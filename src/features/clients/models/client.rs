use serde::{Deserialize, Serialize};
use utoipa::ToSchema;

use crate::shared::types::de_id;

#[derive(Debug, Clone, PartialEq, Serialize, Deserialize, ToSchema)]
#[serde(rename_all = "camelCase")]
pub struct Client {
    #[serde(default, deserialize_with = "de_id")]
    pub id: String,
    #[serde(default)]
    pub name: String,
    #[serde(default)]
    pub is_active: bool,
    #[serde(default)]
    pub timezone_offset: Option<f64>,
    #[serde(default)]
    pub created_by: Option<String>,
    #[serde(default)]
    pub created_date: Option<String>,
    #[serde(default)]
    pub modified_by: Option<String>,
    #[serde(default)]
    pub modified_date: Option<String>,
}

#[derive(Debug, Clone, PartialEq, Eq, Serialize, Deserialize, ToSchema)]
#[serde(rename_all = "camelCase")]
pub struct ClientUser {
    #[serde(default, deserialize_with = "de_id")]
    pub id: String,
    #[serde(default)]
    pub email: Option<String>,
    #[serde(default)]
    pub user_name: Option<String>,
    #[serde(default)]
    pub normalized_email: Option<String>,
    #[serde(default)]
    pub first_name: Option<String>,
    #[serde(default)]
    pub last_name: Option<String>,
    #[serde(default)]
    pub phone_number: Option<String>,
}

impl ClientUser {
    /// True when this user signs in with `email`
    pub fn matches_email(&self, email: &str) -> bool {
        self.email.as_deref() == Some(email)
            || self.normalized_email.as_deref() == Some(email.to_uppercase().as_str())
            || self.user_name.as_deref() == Some(email)
    }

    /// "First Last", only when both parts are present
    pub fn full_name(&self) -> Option<String> {
        match (self.first_name.as_deref(), self.last_name.as_deref()) {
            (Some(first), Some(last)) if !first.is_empty() && !last.is_empty() => {
                Some(format!("{} {}", first, last).trim().to_string())
            }
            _ => None,
        }
    }
}

#[cfg(test)]
mod tests {
    use super::*;

    #[test]
    fn test_user_matches_any_login_identifier() {
        let user: ClientUser = serde_json::from_value(serde_json::json!({
            "id": 5,
            "email": "Ada@Example.com",
            "normalizedEmail": "ADA@EXAMPLE.COM",
            "userName": "ada",
        }))
        .unwrap();

        assert_eq!(user.id, "5");
        assert!(user.matches_email("Ada@Example.com"));
        assert!(user.matches_email("ada@example.com"));
        assert!(user.matches_email("ada"));
        assert!(!user.matches_email("bob@example.com"));
    }

    #[test]
    fn test_full_name_requires_both_parts() {
        let mut user = ClientUser {
            id: "1".to_string(),
            email: None,
            user_name: None,
            normalized_email: None,
            first_name: Some("Ada".to_string()),
            last_name: None,
            phone_number: None,
        };
        assert!(user.full_name().is_none());

        user.last_name = Some("Lovelace".to_string());
        assert_eq!(user.full_name().as_deref(), Some("Ada Lovelace"));
    }
}
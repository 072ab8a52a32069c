mod demo_request_service;

pub use demo_request_service::DemoRequestService;
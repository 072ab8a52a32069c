use serde::Serialize;
use utoipa::ToSchema;

use crate::features::api_keys::models::ApiKey;
use crate::features::cost_centers::dtos::CostCenterStats;
use crate::features::cost_centers::models::CostCenter;
use crate::features::invoices::dtos::InvoiceStats;
use crate::features::projects::models::Project;
use crate::shared::types::{ChartDatum, PageUser};

// ============================================================================
// Stat cards
// ============================================================================

/// Counts shown on the dashboard cards. A source that failed to load
/// contributes zeros.
#[derive(Debug, Clone, Default, PartialEq, Eq, Serialize, ToSchema)]
#[serde(rename_all = "camelCase")]
pub struct DashboardStats {
    pub total_projects: usize,
    pub active_projects: usize,
    pub total_api_keys: usize,
    pub revoked_api_keys: usize,
    pub total_cost_centers: usize,
    pub active_cost_centers: usize,
    pub invoices: InvoiceStats,
}

impl DashboardStats {
    pub fn collect(
        projects: &[Project],
        api_keys: &[ApiKey],
        cost_centers: &[CostCenter],
        invoices: InvoiceStats,
    ) -> Self {
        let centers = CostCenterStats::from_centers(cost_centers);
        Self {
            total_projects: projects.len(),
            active_projects: projects.iter().filter(|p| p.is_active).count(),
            total_api_keys: api_keys.len(),
            revoked_api_keys: api_keys.iter().filter(|k| k.is_revoked).count(),
            total_cost_centers: centers.total,
            active_cost_centers: centers.active,
            invoices,
        }
    }
}

// ============================================================================
// Page
// ============================================================================

#[derive(Debug, Serialize)]
pub struct DashboardPage {
    pub user: PageUser,
    pub active_nav: &'static str,
    pub stats: DashboardStats,
    pub cost_center_chart: Vec<ChartDatum>,
}
use serde::{Deserialize, Serialize};
use std::collections::BTreeMap;
use validator::{Validate, ValidationErrors};

use crate::shared::types::ActionState;

fn default_connection_method() -> String {
    "Email".to_string()
}

/// Landing page "request a demo" form
#[derive(Debug, Clone, Default, Serialize, Deserialize, Validate)]
#[serde(rename_all = "camelCase")]
pub struct DemoRequestForm {
    #[serde(default)]
    #[validate(length(min = 1, message = "Full name is required."))]
    pub full_name: String,

    #[serde(default)]
    #[validate(email(message = "Invalid email format."))]
    pub email: String,

    #[serde(default)]
    #[validate(length(min = 1, message = "Mobile number is required."))]
    pub mobile_number: String,

    #[serde(default)]
    pub message: Option<String>,

    /// Field name matches the backend contract
    #[serde(default = "default_connection_method")]
    pub favorit_connection_method: String,
}

/// Body posted to the backend; every field trimmed
#[derive(Debug, Clone, PartialEq, Eq, Serialize)]
#[serde(rename_all = "camelCase")]
pub struct DemoSubmission {
    pub full_name: String,
    pub email: String,
    pub mobile_number: String,
    pub message: String,
    pub favorit_connection_method: String,
}

impl From<&DemoRequestForm> for DemoSubmission {
    fn from(form: &DemoRequestForm) -> Self {
        let method = form.favorit_connection_method.trim();
        Self {
            full_name: form.full_name.trim().to_string(),
            email: form.email.trim().to_string(),
            mobile_number: form.mobile_number.trim().to_string(),
            message: form
                .message
                .as_deref()
                .map(str::trim)
                .unwrap_or_default()
                .to_string(),
            favorit_connection_method: if method.is_empty() {
                default_connection_method()
            } else {
                method.to_string()
            },
        }
    }
}

#[derive(Debug, Default, Serialize)]
pub struct LandingPage {
    pub action: Option<ActionState>,
    /// Messages per form field, keyed by the field's form name
    pub errors: BTreeMap<String, Vec<String>>,
    /// Submitted values, echoed back when the submission failed
    pub form: Option<DemoRequestForm>,
}

/// Messages per field, keyed by the camelCase form name
pub fn field_messages(errors: &ValidationErrors) -> BTreeMap<String, Vec<String>> {
    errors
        .field_errors()
        .iter()
        .map(|(field, errors)| {
            let messages = errors
                .iter()
                .map(|e| {
                    e.message
                        .as_ref()
                        .map(|m| m.to_string())
                        .unwrap_or_else(|| format!("Invalid {}.", field))
                })
                .collect();
            (camel_case(field), messages)
        })
        .collect()
}

fn camel_case(field: &str) -> String {
    let mut out = String::with_capacity(field.len());
    let mut upper = false;
    for c in field.chars() {
        if c == '_' {
            upper = true;
        } else if upper {
            out.extend(c.to_uppercase());
            upper = false;
        } else {
            out.push(c);
        }
    }
    out
}
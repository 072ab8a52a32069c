use base64::prelude::*;
use serde::Serialize;
use serde_json::Value;
use std::sync::Arc;
use validator::Validate;

use crate::core::error::{AppError, Result};
use crate::features::auth::clients::AccountClient;
use crate::features::auth::dtos::{LoginForm, RequestOtpDto, SignupForm, ValidateOtpDto};
use crate::features::auth::session::{PendingSignup, SessionCodec, SessionPayload};
use crate::features::clients::ClientService;
use crate::modules::backend::{BackendAuth, Envelope};
use crate::shared::validation::digits_only;

const ADMIN_UNAVAILABLE: &str = "System error: Could not obtain admin credentials.";
const UNEXPECTED_REPLY: &str = "An unexpected API response was received.";

#[derive(Debug, Serialize)]
#[serde(rename_all = "camelCase")]
struct NewClientUser<'a> {
    email: &'a str,
    password: &'a str,
    confirm_password: &'a str,
    phone_number: String,
    first_name: &'a str,
    last_name: &'a str,
}

#[derive(Debug, Serialize)]
#[serde(rename_all = "camelCase")]
struct NewClient<'a> {
    name: String,
    timezone_offset: f64,
    is_active: bool,
    user: NewClientUser<'a>,
}

/// Login, sign-up, OTP and session cookies
pub struct AuthService {
    accounts: Arc<AccountClient>,
    clients: Arc<ClientService>,
    codec: Arc<SessionCodec>,
}

impl AuthService {
    pub fn new(
        accounts: Arc<AccountClient>,
        clients: Arc<ClientService>,
        codec: Arc<SessionCodec>,
    ) -> Self {
        Self {
            accounts,
            clients,
            codec,
        }
    }

    pub fn codec(&self) -> &SessionCodec {
        &self.codec
    }

    /// Verify credentials with the backend and build the session to store
    pub async fn login(
        &self,
        form: &LoginForm,
        pending: Option<&PendingSignup>,
    ) -> Result<SessionPayload> {
        form.validate()
            .map_err(|_| AppError::Validation("Invalid fields.".to_string()))?;

        let reply = self
            .accounts
            .login(&form.email, &form.password)
            .await
            .map_err(|e| {
                tracing::error!("Login request failed: {}", e);
                AppError::Internal(e.to_string())
            })?;

        if !reply.http_ok {
            return Err(AppError::Unauthorized(
                "Login failed. Please check your credentials.".to_string(),
            ));
        }

        let (user_key, client_id, client_key) =
            match (reply.is_success, reply.user_key, reply.client_id, reply.client_key) {
                (true, Some(user_key), Some(client_id), Some(client_key)) => {
                    (user_key, client_id, client_key)
                }
                _ => {
                    return Err(AppError::Unauthorized(
                        reply.message.unwrap_or_else(|| "Login failed.".to_string()),
                    ))
                }
            };

        let now = chrono::Utc::now().timestamp_millis();
        let user_name = match pending.and_then(|p| p.full_name_for(&form.email, now)) {
            Some(name) => name,
            None => self.resolve_display_name(&form.email, &client_id).await,
        };

        tracing::info!("User {} signed in for client {}", form.email, client_id);

        Ok(SessionPayload {
            user_key,
            basic_auth: BASE64_STANDARD.encode(format!("{}:{}", form.email, form.password)),
            client_id,
            client_key,
            user_name: Some(user_name),
            user_email: Some(form.email.clone()),
        })
    }

    /// Matching client user, then the sole user, then the client name, then
    /// the local part of the email. Lookup failures are silent.
    async fn resolve_display_name(&self, email: &str, client_id: &str) -> String {
        let fallback = email.split('@').next().unwrap_or(email).to_string();

        let Some(admin) = self.accounts.admin_auth().await else {
            return fallback;
        };

        if let Some(name) = self.name_from_users(&admin, email, client_id).await {
            return name;
        }

        match self.clients.fetch_client(&admin, client_id).await {
            Ok(client) if !client.name.is_empty() && !client.name.contains('@') => client.name,
            Ok(_) => fallback,
            Err(e) => {
                tracing::debug!("Client lookup for display name failed: {}", e);
                fallback
            }
        }
    }

    async fn name_from_users(
        &self,
        admin: &BackendAuth,
        email: &str,
        client_id: &str,
    ) -> Option<String> {
        let users = match self.clients.fetch_users(admin, client_id).await {
            Ok(users) => users,
            Err(e) => {
                tracing::debug!("User lookup for display name failed: {}", e);
                return None;
            }
        };

        users
            .iter()
            .filter(|u| u.matches_email(email))
            .find_map(|u| u.full_name())
            .or_else(|| match users.as_slice() {
                [only] => only.full_name(),
                _ => None,
            })
    }

    /// Create a client and its first user, returning the details to remember
    /// until the first login
    pub async fn signup(&self, form: &SignupForm) -> Result<PendingSignup> {
        if let Err(errors) = form.validate() {
            let mismatch = errors.errors().contains_key("__all__");
            return Err(AppError::Validation(if mismatch {
                "Passwords do not match".to_string()
            } else {
                "Please check all required fields and try again.".to_string()
            }));
        }

        let admin = self
            .accounts
            .admin_auth()
            .await
            .ok_or_else(|| AppError::ExternalServiceError(ADMIN_UNAVAILABLE.to_string()))?;

        let timezone_offset =
            f64::from(chrono::Local::now().offset().local_minus_utc()) / 3600.0;

        let payload = NewClient {
            name: format!("{} {}", form.first_name, form.last_name),
            timezone_offset,
            is_active: true,
            user: NewClientUser {
                email: &form.email,
                password: &form.password,
                confirm_password: &form.confirm_password,
                phone_number: format!(
                    "{}{}",
                    digits_only(&form.country_code),
                    digits_only(&form.phone_number)
                ),
                first_name: &form.first_name,
                last_name: &form.last_name,
            },
        };

        let (ok, body) = self
            .accounts
            .post_as_admin(&admin, "/api/v1/Clients", &payload, "create account")
            .await
            .map_err(|e| {
                tracing::error!("Sign-up request failed: {}", e);
                AppError::ExternalServiceError(
                    "An unexpected error occurred during signup.".to_string(),
                )
            })?;

        if !ok {
            return Err(AppError::ExternalServiceError(
                "Failed to create account. Please try again.".to_string(),
            ));
        }

        let envelope = Envelope::parse(&body);
        if envelope.is_success != Some(true) {
            let message = envelope
                .error_message()
                .unwrap_or_else(|| "Failed to create account.".to_string());
            return Err(AppError::BadRequest(message));
        }

        tracing::info!("Created account for {}", form.email);
        Ok(PendingSignup::new(
            &form.first_name,
            &form.last_name,
            &form.email,
        ))
    }

    pub async fn request_otp(&self, dto: &RequestOtpDto) -> Result<String> {
        self.send_otp("/api/v1/Account/request-otp", dto, "request otp")
            .await
            .map_err(|failure| {
                AppError::BadRequest(
                    failure.unwrap_or_else(|| "Failed to send verification code.".to_string()),
                )
            })?;
        Ok(format!(
            "A verification code has been sent to {}.",
            dto.identifier
        ))
    }

    pub async fn validate_otp(&self, dto: &ValidateOtpDto) -> Result<String> {
        self.send_otp("/api/v1/Account/validate-otp", dto, "validate otp")
            .await
            .map_err(|failure| {
                AppError::BadRequest(
                    failure
                        .unwrap_or_else(|| "Invalid or expired verification code.".to_string()),
                )
            })?;
        Ok("Verification successful.".to_string())
    }

    /// `Err(Some(msg))` carries a message for the user, `Err(None)` means
    /// the caller's default applies
    async fn send_otp<B: Serialize>(
        &self,
        path: &str,
        body: &B,
        operation: &str,
    ) -> std::result::Result<(), Option<String>> {
        let admin = self
            .accounts
            .admin_auth()
            .await
            .ok_or_else(|| Some(ADMIN_UNAVAILABLE.to_string()))?;

        let (ok, reply) = self
            .accounts
            .post_as_admin(&admin, path, body, operation)
            .await
            .map_err(|e| {
                tracing::error!("OTP request failed: {}", e);
                Some(UNEXPECTED_REPLY.to_string())
            })?;

        if !reply.is_object() && reply != Value::Null {
            return Err(Some(UNEXPECTED_REPLY.to_string()));
        }

        let envelope = Envelope::parse(&reply);
        if !ok || !envelope.succeeded() {
            return Err(envelope.message.filter(|m| !m.is_empty()));
        }
        Ok(())
    }
}
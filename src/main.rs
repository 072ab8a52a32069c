mod core;
mod features;
mod modules;
mod shared;

use crate::core::config::Config;
use crate::core::middleware;
use crate::core::openapi::{ApiDoc, SwaggerInfoModifier};
use crate::features::api_keys::{routes as api_keys_routes, ApiKeyService};
use crate::features::auth::{routes as auth_routes, AccountClient, AuthService, SessionCodec};
use crate::features::clients::{routes as clients_routes, ClientService};
use crate::features::cost_centers::{routes as cost_centers_routes, CostCenterService};
use crate::features::dashboard::{routes as dashboard_routes, DashboardService};
use crate::features::demo_requests::{routes as demo_requests_routes, DemoRequestService};
use crate::features::expense_types::{routes as expense_types_routes, ExpenseTypeService};
use crate::features::invoices::{routes as invoices_routes, InvoiceService};
use crate::features::projects::{routes as projects_routes, ProjectService};
use crate::modules::backend::BackendClient;
use crate::shared::templates::init_templates;
use axum::extract::DefaultBodyLimit;
use axum::{middleware::from_fn, middleware::from_fn_with_state, Router};
use std::sync::Arc;
use tower_http::request_id::{PropagateRequestIdLayer, SetRequestIdLayer};
use tower_http::trace::{DefaultOnRequest, DefaultOnResponse, TraceLayer};
use tracing::Level;
use tracing_subscriber::{layer::SubscriberExt, util::SubscriberInitExt};
use utoipa::Modify;
use utoipa::OpenApi;
use utoipa_swagger_ui::SwaggerUi;

fn main() -> anyhow::Result<()> {
    // Build Tokio runtime with configurable worker threads
    let worker_threads = std::env::var("TOKIO_WORKER_THREADS")
        .ok()
        .and_then(|s| s.parse().ok())
        .unwrap_or_else(|| {
            std::thread::available_parallelism()
                .map(|p| p.get())
                .unwrap_or(4)
        });

    let runtime = tokio::runtime::Builder::new_multi_thread()
        .worker_threads(worker_threads)
        .max_blocking_threads(worker_threads * 4)
        .enable_all()
        .build()?;

    runtime.block_on(async_main(worker_threads))
}

async fn async_main(worker_threads: usize) -> anyhow::Result<()> {
    // Load .env file BEFORE initializing logger so RUST_LOG is available
    let _ = dotenvy::dotenv();

    tracing_subscriber::registry()
        .with(
            tracing_subscriber::EnvFilter::try_from_default_env().unwrap_or_else(|_| "info".into()),
        )
        .with(tracing_subscriber::fmt::layer())
        .init();

    let config = Config::from_env().map_err(|e| anyhow::anyhow!(e))?;

    tracing::info!(
        "Configuration loaded (workers={}, backend={})",
        worker_threads,
        config.backend.api_url
    );

    let template_count = init_templates(&config.app.template_dir);
    tracing::info!(
        "Loaded {} templates from {}",
        template_count,
        config.app.template_dir
    );

    // Backend API client shared by every feature
    let backend = Arc::new(
        BackendClient::new(&config.backend)
            .map_err(|e| anyhow::anyhow!("Failed to build backend client: {}", e))?,
    );
    tracing::info!("Backend client initialized for {}", backend.base_url());

    // Session signing
    let codec = Arc::new(SessionCodec::new(&config.session));

    // Clients and auth
    let client_service = Arc::new(ClientService::new(Arc::clone(&backend)));
    let account_client = Arc::new(AccountClient::new(Arc::clone(&backend), &config.backend));
    let auth_service = Arc::new(AuthService::new(
        account_client,
        Arc::clone(&client_service),
        Arc::clone(&codec),
    ));
    if config.backend.admin_credentials().is_none() {
        tracing::warn!("No admin account configured; sign-up and OTP will be unavailable");
    }
    tracing::info!("Auth service initialized");

    // Client-scoped entities
    let project_service = Arc::new(ProjectService::new(Arc::clone(&backend)));
    let api_key_service = Arc::new(ApiKeyService::new(Arc::clone(&backend)));
    let cost_center_service = Arc::new(CostCenterService::new(Arc::clone(&backend)));
    let expense_type_service = Arc::new(ExpenseTypeService::new(
        Arc::clone(&backend),
        Arc::clone(&cost_center_service),
    ));
    tracing::info!("Entity services initialized");

    // Invoice gateway (request cache + rate limiter)
    let invoice_service = Arc::new(InvoiceService::new(
        Arc::clone(&backend),
        config.gateway.clone(),
    ));
    tracing::info!(
        "Invoice service initialized (cache ttl {:?}, {} requests per {:?})",
        config.gateway.cache_ttl,
        config.gateway.rate_limit_per_minute,
        config.gateway.rate_limit_window
    );

    let dashboard_service = Arc::new(DashboardService::new(
        Arc::clone(&project_service),
        Arc::clone(&api_key_service),
        Arc::clone(&invoice_service),
        Arc::clone(&cost_center_service),
    ));
    let demo_request_service = Arc::new(DemoRequestService::new(
        Arc::clone(&backend),
        &config.backend,
    ));

    // Build application router with dynamic swagger config
    let swagger_modifier = SwaggerInfoModifier {
        title: config.swagger.title.clone(),
        version: config.swagger.version.clone(),
        description: config.swagger.description.clone(),
    };

    let mut openapi = ApiDoc::openapi();
    swagger_modifier.modify(&mut openapi);

    let swagger = if let Some(credentials) = config.swagger.credentials() {
        tracing::info!("Swagger UI basic auth enabled");
        Router::new()
            .merge(SwaggerUi::new("/swagger-ui").url("/api-docs/openapi.json", openapi))
            .layer(from_fn(middleware::basic_auth_middleware(Arc::new(
                credentials,
            ))))
    } else {
        tracing::info!("Swagger UI basic auth disabled (no credentials configured)");
        Router::new().merge(SwaggerUi::new("/swagger-ui").url("/api-docs/openapi.json", openapi))
    };

    // Simple health check endpoint (no session required)
    async fn health_check() -> axum::http::StatusCode {
        axum::http::StatusCode::OK
    }
    let health_route = Router::new().route("/health", axum::routing::get(health_check));

    // Pages and JSON endpoints; the session middleware decodes the cookie and
    // guards page navigation
    let site_routes = Router::new()
        .merge(demo_requests_routes::routes(demo_request_service))
        .merge(auth_routes::routes(auth_service))
        .merge(dashboard_routes::routes(dashboard_service))
        .merge(invoices_routes::routes(invoice_service))
        .merge(clients_routes::routes(client_service))
        .merge(cost_centers_routes::routes(cost_center_service))
        .merge(expense_types_routes::routes(expense_type_service))
        .merge(projects_routes::routes(project_service))
        .merge(api_keys_routes::routes(api_key_service))
        .layer(from_fn_with_state(
            Arc::clone(&codec),
            middleware::session_middleware,
        ));

    let app = Router::new()
        .merge(swagger)
        .merge(site_routes)
        .merge(health_route)
        .layer(DefaultBodyLimit::max(config.app.max_request_body_size))
        .layer(middleware::cors_layer(
            config.app.cors_allowed_origins.clone(),
        ))
        // Propagate X-Request-Id to response headers
        .layer(PropagateRequestIdLayer::x_request_id())
        .layer(
            TraceLayer::new_for_http()
                .make_span_with(middleware::MakeSpanWithRequestId)
                .on_request(DefaultOnRequest::new().level(Level::INFO))
                .on_response(DefaultOnResponse::new().level(Level::INFO)),
        )
        // Generate X-Request-Id using UUID v7 (or use client-provided one)
        .layer(SetRequestIdLayer::x_request_id(middleware::MakeRequestUuid));

    let addr = config.app.server_address();
    let listener = bind_listener(&addr)?;
    tracing::info!("Server listening on http://{}", addr);
    tracing::info!("Swagger UI available at http://{}/swagger-ui/", addr);

    axum::serve(listener, app).await?;

    Ok(())
}

/// Non-blocking TCP listener with address reuse and keepalive probes
fn bind_listener(addr: &str) -> anyhow::Result<tokio::net::TcpListener> {
    use socket2::{Domain, Protocol, Socket, TcpKeepalive, Type};
    use std::time::Duration;

    let socket_addr: std::net::SocketAddr = addr
        .parse()
        .map_err(|e| anyhow::anyhow!("Invalid listen address {}: {}", addr, e))?;

    let socket = Socket::new(
        Domain::for_address(socket_addr),
        Type::STREAM,
        Some(Protocol::TCP),
    )?;
    socket.set_reuse_address(true)?;
    #[cfg(unix)]
    socket.set_reuse_port(true)?;
    socket.set_nodelay(true)?;

    let keepalive = TcpKeepalive::new().with_time(Duration::from_secs(60));
    #[cfg(target_os = "linux")]
    let keepalive = keepalive
        .with_interval(Duration::from_secs(10))
        .with_retries(3);
    socket.set_tcp_keepalive(&keepalive)?;

    socket.set_nonblocking(true)?;
    socket.bind(&socket_addr.into())?;
    socket.listen(1024)?;

    Ok(tokio::net::TcpListener::from_std(socket.into())?)
}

══════

In the entries, find every line holding "when" and copy it.

    /// True when this user signs in with `email`
    /// "First Last", only when both parts are present
    /// Submitted values, echoed back when the submission failed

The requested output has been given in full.